## WHAT IS EXPECTED
In the material below, find every line containing the string "manager" and return it.

*** AVAILABLE DATA Section Begins ***

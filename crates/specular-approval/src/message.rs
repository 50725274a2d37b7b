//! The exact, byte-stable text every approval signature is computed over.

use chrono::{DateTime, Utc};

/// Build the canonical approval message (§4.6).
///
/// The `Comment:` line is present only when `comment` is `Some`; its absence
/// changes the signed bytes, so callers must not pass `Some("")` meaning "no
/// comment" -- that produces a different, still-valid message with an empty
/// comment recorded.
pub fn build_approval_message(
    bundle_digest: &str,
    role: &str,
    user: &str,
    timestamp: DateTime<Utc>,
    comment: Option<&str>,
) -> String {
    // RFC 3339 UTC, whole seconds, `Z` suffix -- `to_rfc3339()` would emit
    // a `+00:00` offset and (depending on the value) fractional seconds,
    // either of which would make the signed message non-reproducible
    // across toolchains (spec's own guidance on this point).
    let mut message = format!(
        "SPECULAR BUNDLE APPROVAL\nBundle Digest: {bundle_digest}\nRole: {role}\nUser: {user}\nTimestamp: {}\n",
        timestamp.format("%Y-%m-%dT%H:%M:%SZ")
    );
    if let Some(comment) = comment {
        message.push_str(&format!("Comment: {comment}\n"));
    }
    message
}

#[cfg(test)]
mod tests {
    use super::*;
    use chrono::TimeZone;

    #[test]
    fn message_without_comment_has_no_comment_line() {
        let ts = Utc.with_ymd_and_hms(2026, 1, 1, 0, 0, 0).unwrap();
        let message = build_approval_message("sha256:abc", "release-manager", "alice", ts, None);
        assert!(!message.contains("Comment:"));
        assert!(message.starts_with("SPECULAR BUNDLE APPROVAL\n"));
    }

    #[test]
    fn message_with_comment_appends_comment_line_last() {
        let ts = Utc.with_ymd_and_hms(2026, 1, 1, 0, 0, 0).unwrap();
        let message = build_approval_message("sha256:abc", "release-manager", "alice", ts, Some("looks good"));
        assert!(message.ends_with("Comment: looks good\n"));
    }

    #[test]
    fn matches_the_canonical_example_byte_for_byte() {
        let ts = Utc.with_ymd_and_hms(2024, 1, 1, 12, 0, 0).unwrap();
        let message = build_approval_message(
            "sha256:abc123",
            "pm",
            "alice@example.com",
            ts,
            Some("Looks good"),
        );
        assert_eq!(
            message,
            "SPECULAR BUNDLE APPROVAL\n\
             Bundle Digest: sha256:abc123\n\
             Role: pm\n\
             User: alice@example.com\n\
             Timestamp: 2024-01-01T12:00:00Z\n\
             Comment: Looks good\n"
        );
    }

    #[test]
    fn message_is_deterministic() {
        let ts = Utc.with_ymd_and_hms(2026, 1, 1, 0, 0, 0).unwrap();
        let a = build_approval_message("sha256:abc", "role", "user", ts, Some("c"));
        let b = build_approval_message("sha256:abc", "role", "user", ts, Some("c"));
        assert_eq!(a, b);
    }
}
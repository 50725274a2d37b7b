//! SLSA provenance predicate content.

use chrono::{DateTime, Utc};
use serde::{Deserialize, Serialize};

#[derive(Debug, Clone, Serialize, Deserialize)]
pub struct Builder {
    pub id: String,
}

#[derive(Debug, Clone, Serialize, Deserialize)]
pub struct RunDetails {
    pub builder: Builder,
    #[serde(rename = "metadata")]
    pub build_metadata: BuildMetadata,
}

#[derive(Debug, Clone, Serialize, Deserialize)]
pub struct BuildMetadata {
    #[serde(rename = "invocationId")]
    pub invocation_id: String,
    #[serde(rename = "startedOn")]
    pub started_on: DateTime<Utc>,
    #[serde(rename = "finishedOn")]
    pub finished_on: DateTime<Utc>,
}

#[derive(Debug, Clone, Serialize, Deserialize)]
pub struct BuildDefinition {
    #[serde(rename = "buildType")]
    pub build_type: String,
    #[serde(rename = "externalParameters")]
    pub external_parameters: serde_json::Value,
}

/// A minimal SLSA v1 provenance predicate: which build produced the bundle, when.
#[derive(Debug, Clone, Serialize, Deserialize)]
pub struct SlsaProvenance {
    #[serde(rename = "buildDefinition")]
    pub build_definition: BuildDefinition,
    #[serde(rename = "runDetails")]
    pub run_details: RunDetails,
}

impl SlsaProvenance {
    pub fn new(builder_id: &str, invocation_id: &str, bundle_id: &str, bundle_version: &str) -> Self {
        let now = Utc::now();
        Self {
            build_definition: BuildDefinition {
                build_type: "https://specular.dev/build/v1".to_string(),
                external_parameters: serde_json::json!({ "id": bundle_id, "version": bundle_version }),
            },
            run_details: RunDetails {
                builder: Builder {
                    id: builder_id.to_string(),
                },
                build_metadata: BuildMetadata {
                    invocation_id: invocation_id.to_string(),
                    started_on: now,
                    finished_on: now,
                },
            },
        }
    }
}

*** AVAILABLE DATA Section Ends ***

## TASK OUTPUT
        let message = build_approval_message("sha256:abc", "release-manager", "alice", ts, None);
        let message = build_approval_message("sha256:abc", "release-manager", "alice", ts, Some("looks good"));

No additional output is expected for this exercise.